WHAT TO DO>
What is needed here is an exact copy of every record below.

DATA EXTRACT>
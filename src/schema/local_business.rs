//! Local-business page builder: a single entity with toggle-gated optional
//! blocks. Toggles come straight from the form record and are trusted as-is.

use serde_json::{json, Value};

use crate::error::{require, SchemaError};
use crate::input::{CatalogShape, LocalBusinessInput};
use crate::parse::lines::clean_lines;
use crate::parse::records::{parse_hours, parse_triples};

use super::common;

pub fn build(input: &LocalBusinessInput) -> Result<Value, SchemaError> {
    require("name", &input.name)?;
    require("url", &input.url)?;

    let business_type = match input.business_type.trim() {
        "" => "LocalBusiness",
        t => t,
    };

    Ok(json!({
        "@context": common::SCHEMA_CONTEXT,
        "@type": business_type,
        "name": input.name,
        "legalName": input.legal_name,
        "description": input.description,
        "url": input.url,
        "telephone": input.telephone,
        "email": input.email,
        "image": input.image,
        "logo": input.logo,
        "priceRange": input.price_range,
        "address": common::postal_address(
            &input.street, &input.city, &input.state, &input.zip, &input.country,
        ),
        "geo": common::geo_coordinates(&input.lat, &input.lng),
        "aggregateRating": input.rating_enabled.then(|| {
            common::aggregate_rating(&input.rating_value, &input.review_count, None)
        }),
        "hasMap": input.map_enabled.then_some(&input.map_url),
        "sameAs": input.sameas_enabled.then(|| clean_lines(&input.same_as)),
        "additionalType": input
            .additional_type_enabled
            .then(|| clean_lines(&input.additional_types)),
        "alternateName": input
            .alternate_name_enabled
            .then(|| clean_lines(&input.alternate_names)),
        "knowsAbout": input.knows_about_enabled.then(|| clean_lines(&input.knows_about)),
        "areaServed": input.area_served_enabled.then(|| area_served(input)),
        "openingHoursSpecification": input
            .hours_enabled
            .then(|| common::opening_hours(&parse_hours(&input.opening_hours))),
        "identifier": input.identifier_enabled.then(|| {
            json!({
                "@type": "PropertyValue",
                "propertyID": input.identifier_property_id,
                "value": input.identifier_value,
            })
        }),
        "founder": input.founder_enabled.then(|| {
            json!({
                "@type": "Person",
                "name": input.founder_name,
                "jobTitle": input.founder_job_title,
                "sameAs": clean_lines(&input.founder_same_as),
            })
        }),
        "knowsLanguage": input.language_enabled.then_some(&input.knows_language),
        "hasOfferCatalog": input.catalog_enabled.then(|| {
            common::offer_catalog(
                &input.catalog_name,
                &parse_triples(&input.services),
                CatalogShape::OfferWrapped,
            )
        }),
    }))
}

fn area_served(input: &LocalBusinessInput) -> Value {
    json!({
        "@type": "AdministrativeArea",
        "name": input.area_name,
        "geo": {
            "@type": "GeoShape",
            "postalCode": clean_lines(&input.postal_codes),
        },
        "containsPlace": clean_lines(&input.served_cities)
            .iter()
            .map(|city| json!({"@type": "City", "name": city}))
            .collect::<Vec<_>>(),
    })
}

#[cfg(test)]
mod tests {
    use super::*;
    use crate::schema::prune::prune;

    fn minimal() -> LocalBusinessInput {
        LocalBusinessInput {
            name: "Joe's Cafe".to_string(),
            url: "https://joescafe.com".to_string(),
            business_type: "LocalBusiness".to_string(),
            ..Default::default()
        }
    }

    #[test]
    fn requires_name_and_url() {
        let mut input = minimal();
        input.url = String::new();
        assert_eq!(build(&input), Err(SchemaError::MissingRequiredField("url")));

        let mut input = minimal();
        input.name = "  ".to_string();
        assert_eq!(build(&input), Err(SchemaError::MissingRequiredField("name")));
    }

    #[test]
    fn minimal_record_prunes_to_identity_fields() {
        let doc = prune(build(&minimal()).unwrap());
        let obj = doc.as_object().unwrap();
        assert_eq!(obj.len(), 4, "got: {doc}");
        assert_eq!(doc["@context"], "https://schema.org");
        assert_eq!(doc["@type"], "LocalBusiness");
        assert_eq!(doc["name"], "Joe's Cafe");
        assert_eq!(doc["url"], "https://joescafe.com");
        assert!(doc.get("address").is_none());
        assert!(doc.get("aggregateRating").is_none());
    }

    #[test]
    fn toggled_blocks_appear() {
        let mut input = minimal();
        input.rating_enabled = true;
        input.rating_value = "4.9".to_string();
        input.review_count = "100".to_string();
        input.map_enabled = true;
        input.map_url = "https://maps.example/joes".to_string();
        input.hours_enabled = true;
        input.opening_hours = "Monday | 08:00 | 16:00\nbad line".to_string();

        let doc = build(&input).unwrap();
        assert_eq!(doc["aggregateRating"]["ratingValue"], "4.9");
        assert_eq!(doc["hasMap"], "https://maps.example/joes");
        let hours = doc["openingHoursSpecification"].as_array().unwrap();
        assert_eq!(hours.len(), 1);
        assert_eq!(hours[0]["opens"], "08:00");
    }

    #[test]
    fn untoggled_values_ignored() {
        let mut input = minimal();
        // Data present but the toggle left off: the block stays out.
        input.same_as = "https://facebook.example/joes".to_string();
        let doc = build(&input).unwrap();
        assert_eq!(doc["sameAs"], Value::Null);
    }

    #[test]
    fn area_served_shape() {
        let mut input = minimal();
        input.area_served_enabled = true;
        input.area_name = "Springfield, IL".to_string();
        input.postal_codes = "62701\n62702".to_string();
        input.served_cities = "Springfield\nChatham".to_string();

        let doc = build(&input).unwrap();
        let area = &doc["areaServed"];
        assert_eq!(area["@type"], "AdministrativeArea");
        assert_eq!(area["geo"]["postalCode"], json!(["62701", "62702"]));
        assert_eq!(area["containsPlace"][1]["name"], "Chatham");
    }

    #[test]
    fn catalog_is_offer_wrapped() {
        let mut input = minimal();
        input.catalog_enabled = true;
        input.catalog_name = "Menu".to_string();
        input.services = "Brunch | Weekend brunch | https://joescafe.com/brunch".to_string();

        let doc = build(&input).unwrap();
        let item = &doc["hasOfferCatalog"]["itemListElement"][0];
        assert_eq!(item["@type"], "Offer");
        assert_eq!(item["itemOffered"]["name"], "Brunch");
    }

    #[test]
    fn geo_only_with_both_coordinates() {
        let mut input = minimal();
        input.lat = "39.8".to_string();
        let doc = prune(build(&input).unwrap());
        assert!(doc.get("geo").is_none());
    }
}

PROBLEM SOLUTION>
filename src/schema/local_business.rs
//! Local-business page builder: a single entity with toggle-gated optional
//! blocks. Toggles come straight from the form record and are trusted as-is.

use serde_json::{json, Value};

use crate::error::{require, SchemaError};
use crate::input::{CatalogShape, LocalBusinessInput};
use crate::parse::lines::clean_lines;
use crate::parse::records::{parse_hours, parse_triples};

use super::common;

pub fn build(input: &LocalBusinessInput) -> Result<Value, SchemaError> {
    require("name", &input.name)?;
    require("url", &input.url)?;

    let business_type = match input.business_type.trim() {
        "" => "LocalBusiness",
        t => t,
    };

    Ok(json!({
        "@context": common::SCHEMA_CONTEXT,
        "@type": business_type,
        "name": input.name,
        "legalName": input.legal_name,
        "description": input.description,
        "url": input.url,
        "telephone": input.telephone,
        "email": input.email,
        "image": input.image,
        "logo": input.logo,
        "priceRange": input.price_range,
        "address": common::postal_address(
            &input.street, &input.city, &input.state, &input.zip, &input.country,
        ),
        "geo": common::geo_coordinates(&input.lat, &input.lng),
        "aggregateRating": input.rating_enabled.then(|| {
            common::aggregate_rating(&input.rating_value, &input.review_count, None)
        }),
        "hasMap": input.map_enabled.then_some(&input.map_url),
        "sameAs": input.sameas_enabled.then(|| clean_lines(&input.same_as)),
        "additionalType": input
            .additional_type_enabled
            .then(|| clean_lines(&input.additional_types)),
        "alternateName": input
            .alternate_name_enabled
            .then(|| clean_lines(&input.alternate_names)),
        "knowsAbout": input.knows_about_enabled.then(|| clean_lines(&input.knows_about)),
        "areaServed": input.area_served_enabled.then(|| area_served(input)),
        "openingHoursSpecification": input
            .hours_enabled
            .then(|| common::opening_hours(&parse_hours(&input.opening_hours))),
        "identifier": input.identifier_enabled.then(|| {
            json!({
                "@type": "PropertyValue",
                "propertyID": input.identifier_property_id,
                "value": input.identifier_value,
            })
        }),
        "founder": input.founder_enabled.then(|| {
            json!({
                "@type": "Person",
                "name": input.founder_name,
                "jobTitle": input.founder_job_title,
                "sameAs": clean_lines(&input.founder_same_as),
            })
        }),
        "knowsLanguage": input.language_enabled.then_some(&input.knows_language),
        "hasOfferCatalog": input.catalog_enabled.then(|| {
            common::offer_catalog(
                &input.catalog_name,
                &parse_triples(&input.services),
                CatalogShape::OfferWrapped,
            )
        }),
    }))
}

fn area_served(input: &LocalBusinessInput) -> Value {
    json!({
        "@type": "AdministrativeArea",
        "name": input.area_name,
        "geo": {
            "@type": "GeoShape",
            "postalCode": clean_lines(&input.postal_codes),
        },
        "containsPlace": clean_lines(&input.served_cities)
            .iter()
            .map(|city| json!({"@type": "City", "name": city}))
            .collect::<Vec<_>>(),
    })
}

#[cfg(test)]
mod tests {
    use super::*;
    use crate::schema::prune::prune;

    fn minimal() -> LocalBusinessInput {
        LocalBusinessInput {
            name: "Joe's Cafe".to_string(),
            url: "https://joescafe.com".to_string(),
            business_type: "LocalBusiness".to_string(),
            ..Default::default()
        }
    }

    #[test]
    fn requires_name_and_url() {
        let mut input = minimal();
        input.url = String::new();
        assert_eq!(build(&input), Err(SchemaError::MissingRequiredField("url")));

        let mut input = minimal();
        input.name = "  ".to_string();
        assert_eq!(build(&input), Err(SchemaError::MissingRequiredField("name")));
    }

    #[test]
    fn minimal_record_prunes_to_identity_fields() {
        let doc = prune(build(&minimal()).unwrap());
        let obj = doc.as_object().unwrap();
        assert_eq!(obj.len(), 4, "got: {doc}");
        assert_eq!(doc["@context"], "https://schema.org");
        assert_eq!(doc["@type"], "LocalBusiness");
        assert_eq!(doc["name"], "Joe's Cafe");
        assert_eq!(doc["url"], "https://joescafe.com");
        assert!(doc.get("address").is_none());
        assert!(doc.get("aggregateRating").is_none());
    }

    #[test]
    fn toggled_blocks_appear() {
        let mut input = minimal();
        input.rating_enabled = true;
        input.rating_value = "4.9".to_string();
        input.review_count = "100".to_string();
        input.map_enabled = true;
        input.map_url = "https://maps.example/joes".to_string();
        input.hours_enabled = true;
        input.opening_hours = "Monday | 08:00 | 16:00\nbad line".to_string();

        let doc = build(&input).unwrap();
        assert_eq!(doc["aggregateRating"]["ratingValue"], "4.9");
        assert_eq!(doc["hasMap"], "https://maps.example/joes");
        let hours = doc["openingHoursSpecification"].as_array().unwrap();
        assert_eq!(hours.len(), 1);
        assert_eq!(hours[0]["opens"], "08:00");
    }

    #[test]
    fn untoggled_values_ignored() {
        let mut input = minimal();
        // Data present but the toggle left off: the block stays out.
        input.same_as = "https://facebook.example/joes".to_string();
        let doc = build(&input).unwrap();
        assert_eq!(doc["sameAs"], Value::Null);
    }

    #[test]
    fn area_served_shape() {
        let mut input = minimal();
        input.area_served_enabled = true;
        input.area_name = "Springfield, IL".to_string();
        input.postal_codes = "62701\n62702".to_string();
        input.served_cities = "Springfield\nChatham".to_string();

        let doc = build(&input).unwrap();
        let area = &doc["areaServed"];
        assert_eq!(area["@type"], "AdministrativeArea");
        assert_eq!(area["geo"]["postalCode"], json!(["62701", "62702"]));
        assert_eq!(area["containsPlace"][1]["name"], "Chatham");
    }

    #[test]
    fn catalog_is_offer_wrapped() {
        let mut input = minimal();
        input.catalog_enabled = true;
        input.catalog_name = "Menu".to_string();
        input.services = "Brunch | Weekend brunch | https://joescafe.com/brunch".to_string();

        let doc = build(&input).unwrap();
        let item = &doc["hasOfferCatalog"]["itemListElement"][0];
        assert_eq!(item["@type"], "Offer");
        assert_eq!(item["itemOffered"]["name"], "Brunch");
    }

    #[test]
    fn geo_only_with_both_coordinates() {
        let mut input = minimal();
        input.lat = "39.8".to_string();
        let doc = prune(build(&input).unwrap());
        assert!(doc.get("geo").is_none());
    }
}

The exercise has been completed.